EXERCISE:
Every record here must be set down once more, precisely as it reads.
### PROVIDED DATA
use proptest::prelude::*;
use sicc::ast::{Node, Sexp};
use sicc::parser::Parser;
use sicc::transpile_source_silent;

/// Helper: transpile a program, panicking with its diagnostics on
/// failure.
fn transpile(source: &str) -> String {
    transpile_source_silent(source)
        .unwrap_or_else(|errs| {
            panic!(
                "program should transpile, got {} errors: {:?}",
                errs.len(),
                errs.iter().map(|e| &e.message).collect::<Vec<_>>()
            );
        })
        .join("\n")
}

// ── Whole programs ──

#[test]
fn test_hello_style_program() {
    let output = transpile(
        "(#include stdio.h)\n\n(fn main :int ()\n  (decl i :int 0)\n  (while (< i 3)\n    (printf \"%d\\n\" i)\n    (set i (+ i 1)))\n  (return 0))",
    );
    insta::assert_snapshot!(output, @r#"
#line 1
#include <stdio.h>
#line 3
int main() {
#line 4
int i = ( 0 );
#line 5
while ( ( i < 3 ) ) {
#line 6
printf("%d\n", i);
#line 7
i = ( ( i + 1 ) );
}
#line 8
return 0;
}
"#);
}

#[test]
fn test_add_function_per_contract() {
    let output = transpile("(fn add :int (a :int b :int) (return (+ a b)))");
    assert!(output.contains("int add(int a, int b) {"));
    assert!(output.contains("return ( ( a + b ) );"));
}

#[test]
fn test_pointer_and_cast_program() {
    let output = transpile(
        "(fn read_first :long (p :int*)\n  (decl v :int (deref p))\n  (return (:long v)))",
    );
    assert!(output.contains("long read_first(int* p) {"));
    assert!(output.contains("int v = ( *( p ) );"));
    assert!(output.contains("return ( ( (long) v ) );"));
}

#[test]
fn test_for_loop_program() {
    let output = transpile(
        "(fn sum_to :int (n :int)\n  (decl acc :int 0)\n  (for (set_zero i) (< i n) (bump i)\n    (set acc (+ acc i)))\n  (return acc))",
    );
    assert!(output.contains("for ( set_zero(i); ( i < n ); bump(i) ) {"));
    assert!(output.contains("acc = ( ( acc + i ) );"));
}

// ── Error paths: no output when anything failed ──

#[test]
fn test_unbalanced_paren_fails() {
    let errs = transpile_source_silent("(fn f :int () (return 0)))").unwrap_err();
    assert!(errs[0].message.contains("unbalanced"));
}

#[test]
fn test_unterminated_list_fails() {
    let errs = transpile_source_silent("(fn f :int () (return 0)").unwrap_err();
    assert!(errs[0].message.contains("unterminated"));
}

#[test]
fn test_unterminated_quote_fails() {
    let errs = transpile_source_silent("(puts \"hello)").unwrap_err();
    assert!(errs[0].message.contains("unterminated"));
}

#[test]
fn test_unknown_form_fails() {
    let errs = transpile_source_silent("(fn f :int () (@@ 1 2))").unwrap_err();
    assert!(errs[0].message.contains("no matching rule"));
}

#[test]
fn test_compound_assignment_is_reported() {
    let errs = transpile_source_silent("(fn f :int (x :int) (+= x 1) (return x))").unwrap_err();
    assert!(errs[0].message.contains("not yet supported"));
}

// ── File-level plumbing ──

#[test]
fn test_transpile_file_roundtrip() {
    let dir = tempfile::tempdir().expect("create temp dir");
    let input = dir.path().join("hello.sic");
    let output = dir.path().join("hello.c");

    std::fs::write(&input, "(#include stdio.h)\n(fn main :int () (return 0))\n")
        .expect("write input");

    let source = std::fs::read_to_string(&input).expect("read input");
    let lines = transpile_source_silent(&source).expect("transpile");
    std::fs::write(&output, lines.join("\n") + "\n").expect("write output");

    let c_text = std::fs::read_to_string(&output).expect("read output");
    assert!(c_text.contains("#include <stdio.h>"));
    assert!(c_text.contains("int main() {"));
    assert!(c_text.ends_with("}\n"));
}

// ── Parser property: balanced, quote-free inputs ──

#[derive(Clone, Debug)]
enum Tree {
    Atom(String),
    List(Vec<Tree>),
}

fn tree_strategy() -> impl Strategy<Value = Tree> {
    let atom = "[a-z][a-z0-9_]{0,5}".prop_map(Tree::Atom);
    atom.prop_recursive(4, 24, 5, |inner| {
        prop::collection::vec(inner, 0..5).prop_map(Tree::List)
    })
}

fn render(tree: &Tree, out: &mut String) {
    match tree {
        Tree::Atom(text) => out.push_str(text),
        Tree::List(children) => {
            out.push('(');
            for (i, child) in children.iter().enumerate() {
                if i > 0 {
                    out.push(' ');
                }
                render(child, out);
            }
            out.push(')');
        }
    }
}

fn expected_count(tree: &Tree) -> usize {
    match tree {
        Tree::Atom(_) => 1,
        Tree::List(children) => 1 + children.iter().map(expected_count).sum::<usize>(),
    }
}

fn parsed_count(nodes: &[Node]) -> usize {
    nodes
        .iter()
        .map(|node| match &node.node {
            Sexp::Atom(_) => 1,
            Sexp::List(children) => 1 + parsed_count(children),
        })
        .sum()
}

fn assert_spans_ordered(nodes: &[Node]) {
    for node in nodes {
        assert!(node.span.begin <= node.span.end);
        if let Sexp::List(children) = &node.node {
            assert_spans_ordered(children);
        }
    }
}

proptest! {
    #[test]
    fn parse_terminates_and_counts_nodes(forest in prop::collection::vec(tree_strategy(), 0..5)) {
        let mut source = String::new();
        for tree in &forest {
            render(tree, &mut source);
            source.push('\n');
        }

        let parsed = Parser::new(&source).parse_forest().unwrap();
        let expected: usize = forest.iter().map(expected_count).sum();
        prop_assert_eq!(parsed_count(&parsed), expected);
        assert_spans_ordered(&parsed);
    }
}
######
TASK SOLUTION:
use proptest::prelude::*;
use sicc::ast::{Node, Sexp};
use sicc::parser::Parser;
use sicc::transpile_source_silent;

/// Helper: transpile a program, panicking with its diagnostics on
/// failure.
fn transpile(source: &str) -> String {
    transpile_source_silent(source)
        .unwrap_or_else(|errs| {
            panic!(
                "program should transpile, got {} errors: {:?}",
                errs.len(),
                errs.iter().map(|e| &e.message).collect::<Vec<_>>()
            );
        })
        .join("\n")
}

// ── Whole programs ──

#[test]
fn test_hello_style_program() {
    let output = transpile(
        "(#include stdio.h)\n\n(fn main :int ()\n  (decl i :int 0)\n  (while (< i 3)\n    (printf \"%d\\n\" i)\n    (set i (+ i 1)))\n  (return 0))",
    );
    insta::assert_snapshot!(output, @r#"
#line 1
#include <stdio.h>
#line 3
int main() {
#line 4
int i = ( 0 );
#line 5
while ( ( i < 3 ) ) {
#line 6
printf("%d\n", i);
#line 7
i = ( ( i + 1 ) );
}
#line 8
return 0;
}
"#);
}

#[test]
fn test_add_function_per_contract() {
    let output = transpile("(fn add :int (a :int b :int) (return (+ a b)))");
    assert!(output.contains("int add(int a, int b) {"));
    assert!(output.contains("return ( ( a + b ) );"));
}

#[test]
fn test_pointer_and_cast_program() {
    let output = transpile(
        "(fn read_first :long (p :int*)\n  (decl v :int (deref p))\n  (return (:long v)))",
    );
    assert!(output.contains("long read_first(int* p) {"));
    assert!(output.contains("int v = ( *( p ) );"));
    assert!(output.contains("return ( ( (long) v ) );"));
}

#[test]
fn test_for_loop_program() {
    let output = transpile(
        "(fn sum_to :int (n :int)\n  (decl acc :int 0)\n  (for (set_zero i) (< i n) (bump i)\n    (set acc (+ acc i)))\n  (return acc))",
    );
    assert!(output.contains("for ( set_zero(i); ( i < n ); bump(i) ) {"));
    assert!(output.contains("acc = ( ( acc + i ) );"));
}

// ── Error paths: no output when anything failed ──

#[test]
fn test_unbalanced_paren_fails() {
    let errs = transpile_source_silent("(fn f :int () (return 0)))").unwrap_err();
    assert!(errs[0].message.contains("unbalanced"));
}

#[test]
fn test_unterminated_list_fails() {
    let errs = transpile_source_silent("(fn f :int () (return 0)").unwrap_err();
    assert!(errs[0].message.contains("unterminated"));
}

#[test]
fn test_unterminated_quote_fails() {
    let errs = transpile_source_silent("(puts \"hello)").unwrap_err();
    assert!(errs[0].message.contains("unterminated"));
}

#[test]
fn test_unknown_form_fails() {
    let errs = transpile_source_silent("(fn f :int () (@@ 1 2))").unwrap_err();
    assert!(errs[0].message.contains("no matching rule"));
}

#[test]
fn test_compound_assignment_is_reported() {
    let errs = transpile_source_silent("(fn f :int (x :int) (+= x 1) (return x))").unwrap_err();
    assert!(errs[0].message.contains("not yet supported"));
}

// ── File-level plumbing ──

#[test]
fn test_transpile_file_roundtrip() {
    let dir = tempfile::tempdir().expect("create temp dir");
    let input = dir.path().join("hello.sic");
    let output = dir.path().join("hello.c");

    std::fs::write(&input, "(#include stdio.h)\n(fn main :int () (return 0))\n")
        .expect("write input");

    let source = std::fs::read_to_string(&input).expect("read input");
    let lines = transpile_source_silent(&source).expect("transpile");
    std::fs::write(&output, lines.join("\n") + "\n").expect("write output");

    let c_text = std::fs::read_to_string(&output).expect("read output");
    assert!(c_text.contains("#include <stdio.h>"));
    assert!(c_text.contains("int main() {"));
    assert!(c_text.ends_with("}\n"));
}

// ── Parser property: balanced, quote-free inputs ──

#[derive(Clone, Debug)]
enum Tree {
    Atom(String),
    List(Vec<Tree>),
}

fn tree_strategy() -> impl Strategy<Value = Tree> {
    let atom = "[a-z][a-z0-9_]{0,5}".prop_map(Tree::Atom);
    atom.prop_recursive(4, 24, 5, |inner| {
        prop::collection::vec(inner, 0..5).prop_map(Tree::List)
    })
}

fn render(tree: &Tree, out: &mut String) {
    match tree {
        Tree::Atom(text) => out.push_str(text),
        Tree::List(children) => {
            out.push('(');
            for (i, child) in children.iter().enumerate() {
                if i > 0 {
                    out.push(' ');
                }
                render(child, out);
            }
            out.push(')');
        }
    }
}

fn expected_count(tree: &Tree) -> usize {
    match tree {
        Tree::Atom(_) => 1,
        Tree::List(children) => 1 + children.iter().map(expected_count).sum::<usize>(),
    }
}

fn parsed_count(nodes: &[Node]) -> usize {
    nodes
        .iter()
        .map(|node| match &node.node {
            Sexp::Atom(_) => 1,
            Sexp::List(children) => 1 + parsed_count(children),
        })
        .sum()
}

fn assert_spans_ordered(nodes: &[Node]) {
    for node in nodes {
        assert!(node.span.begin <= node.span.end);
        if let Sexp::List(children) = &node.node {
            assert_spans_ordered(children);
        }
    }
}

proptest! {
    #[test]
    fn parse_terminates_and_counts_nodes(forest in prop::collection::vec(tree_strategy(), 0..5)) {
        let mut source = String::new();
        for tree in &forest {
            render(tree, &mut source);
            source.push('\n');
        }

        let parsed = Parser::new(&source).parse_forest().unwrap();
        let expected: usize = forest.iter().map(expected_count).sum();
        prop_assert_eq!(parsed_count(&parsed), expected);
        assert_spans_ordered(&parsed);
    }
}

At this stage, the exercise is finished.